Hi,
Someone pointed out to me recently that since the delimiters are not a
requirement of PCRE, and thus should not be considered a part of the
regular expression, there really is no need to escape them inside of the
regular expression such as that provided to preg_match functions and
similar.
I propose removing this requirement by seeking out the delimiter from the
end of the regex string (ignoring modifiers) and working backwards to find
the closing delimiter. Currently the implementation seeks out the closing
modifiers by iterating through the entire regex string from start to end
(thus requiring us to escape the delimiter inside the expression).
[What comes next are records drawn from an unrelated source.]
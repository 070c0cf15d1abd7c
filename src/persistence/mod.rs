pub mod files;
pub mod snapshot;
pub mod theme;

use anyhow::Result;

/// Slot holding the task snapshot
pub const TASKS_SLOT: &str = "tasks";
/// Slot holding the theme preference
pub const THEME_SLOT: &str = "theme";

/// Storage port the task store reads and writes through.
///
/// Implementations map a slot name to a persistent location. Reads return
/// None when nothing was ever written; writes replace the whole payload.
pub trait Storage {
    fn read(&self, slot: &str) -> Result<Option<String>>;
    fn write(&self, slot: &str, payload: &str) -> Result<()>;
}

pub use files::{
    atomic_write, ensure_stint_dir, get_stint_dir, init_local_stint, read_optional, FileStorage,
};
pub use snapshot::{decode_tasks, decode_tasks_strict, encode_tasks, UNTITLED_NAME};
pub use theme::{decode_theme, encode_theme, Theme, ThemeMode, ThemeVariant};
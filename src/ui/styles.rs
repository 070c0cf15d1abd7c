use crate::domain::TaskState;
use crate::persistence::ThemeVariant;
use ratatui::style::{Color, Modifier, Style};

fn text_color(variant: ThemeVariant) -> Color {
    match variant {
        ThemeVariant::Light => Color::Black,
        ThemeVariant::Dark => Color::White,
    }
}

fn dim_color(variant: ThemeVariant) -> Color {
    match variant {
        ThemeVariant::Light => Color::DarkGray,
        ThemeVariant::Dark => Color::Gray,
    }
}

/// Default text style
pub fn default_style(variant: ThemeVariant) -> Style {
    Style::default().fg(text_color(variant))
}

/// Selected row highlight style
pub fn selected_style(_variant: ThemeVariant) -> Style {
    Style::default()
        .fg(Color::Black)
        .bg(Color::LightCyan)
        .add_modifier(Modifier::BOLD)
}

/// Running indicator style
pub fn running_style(_variant: ThemeVariant) -> Style {
    Style::default()
        .fg(Color::Magenta)
        .add_modifier(Modifier::BOLD)
}

/// Style for a task's lifecycle tag
pub fn state_style(variant: ThemeVariant, state: TaskState) -> Style {
    match state {
        TaskState::Active => Style::default().fg(Color::Cyan),
        TaskState::Finished => Style::default().fg(Color::Green),
        TaskState::Dropped => Style::default().fg(dim_color(variant)),
    }
}

/// Title style for panes
pub fn title_style(variant: ThemeVariant) -> Style {
    let color = match variant {
        ThemeVariant::Light => Color::Blue,
        ThemeVariant::Dark => Color::Cyan,
    };
    Style::default().fg(color).add_modifier(Modifier::BOLD)
}

/// Border style
pub fn border_style(variant: ThemeVariant) -> Style {
    Style::default().fg(dim_color(variant))
}

/// Border style for the pane owning the selection keys
pub fn focused_border_style(variant: ThemeVariant) -> Style {
    let color = match variant {
        ThemeVariant::Light => Color::Blue,
        ThemeVariant::Dark => Color::Cyan,
    };
    Style::default().fg(color)
}

/// Modal background style
pub fn modal_bg_style(variant: ThemeVariant) -> Style {
    match variant {
        ThemeVariant::Light => Style::default().bg(Color::White).fg(Color::Black),
        ThemeVariant::Dark => Style::default().bg(Color::DarkGray).fg(Color::White),
    }
}

/// Modal title and key style
pub fn modal_title_style(variant: ThemeVariant) -> Style {
    let color = match variant {
        ThemeVariant::Light => Color::Magenta,
        ThemeVariant::Dark => Color::Yellow,
    };
    Style::default().fg(color).add_modifier(Modifier::BOLD)
}

/// Keybinding hint style
pub fn hint_style(variant: ThemeVariant) -> Style {
    Style::default().fg(dim_color(variant))
}

/// Error message style
pub fn error_style(_variant: ThemeVariant) -> Style {
    Style::default()
        .fg(Color::Red)
        .add_modifier(Modifier::BOLD)
}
The change introduces no BC breakage as far as I can tell and offers a
number of advantages.
-
Regular expressions supplied to preg_match functions become portable
across PCRE implementations since escaping the delimiter inside of the
regular expression really isn't required. (i.e. it may work from PHP to
Perl, but may not work from Perl to PHP). This makes things a lot easier to
port between PHP and other PCRE implementations. -
The regular expression is easier to read by a human if we remove the
requirement to escape delimiters. -
It becomes clearer that the delimiters are not a part of the regular
expression both in the implementation and from userspace code.
It's not a big change so I propose merging into 5.5 or 5.4 up into 5.5.
Thoughts, objections, etc?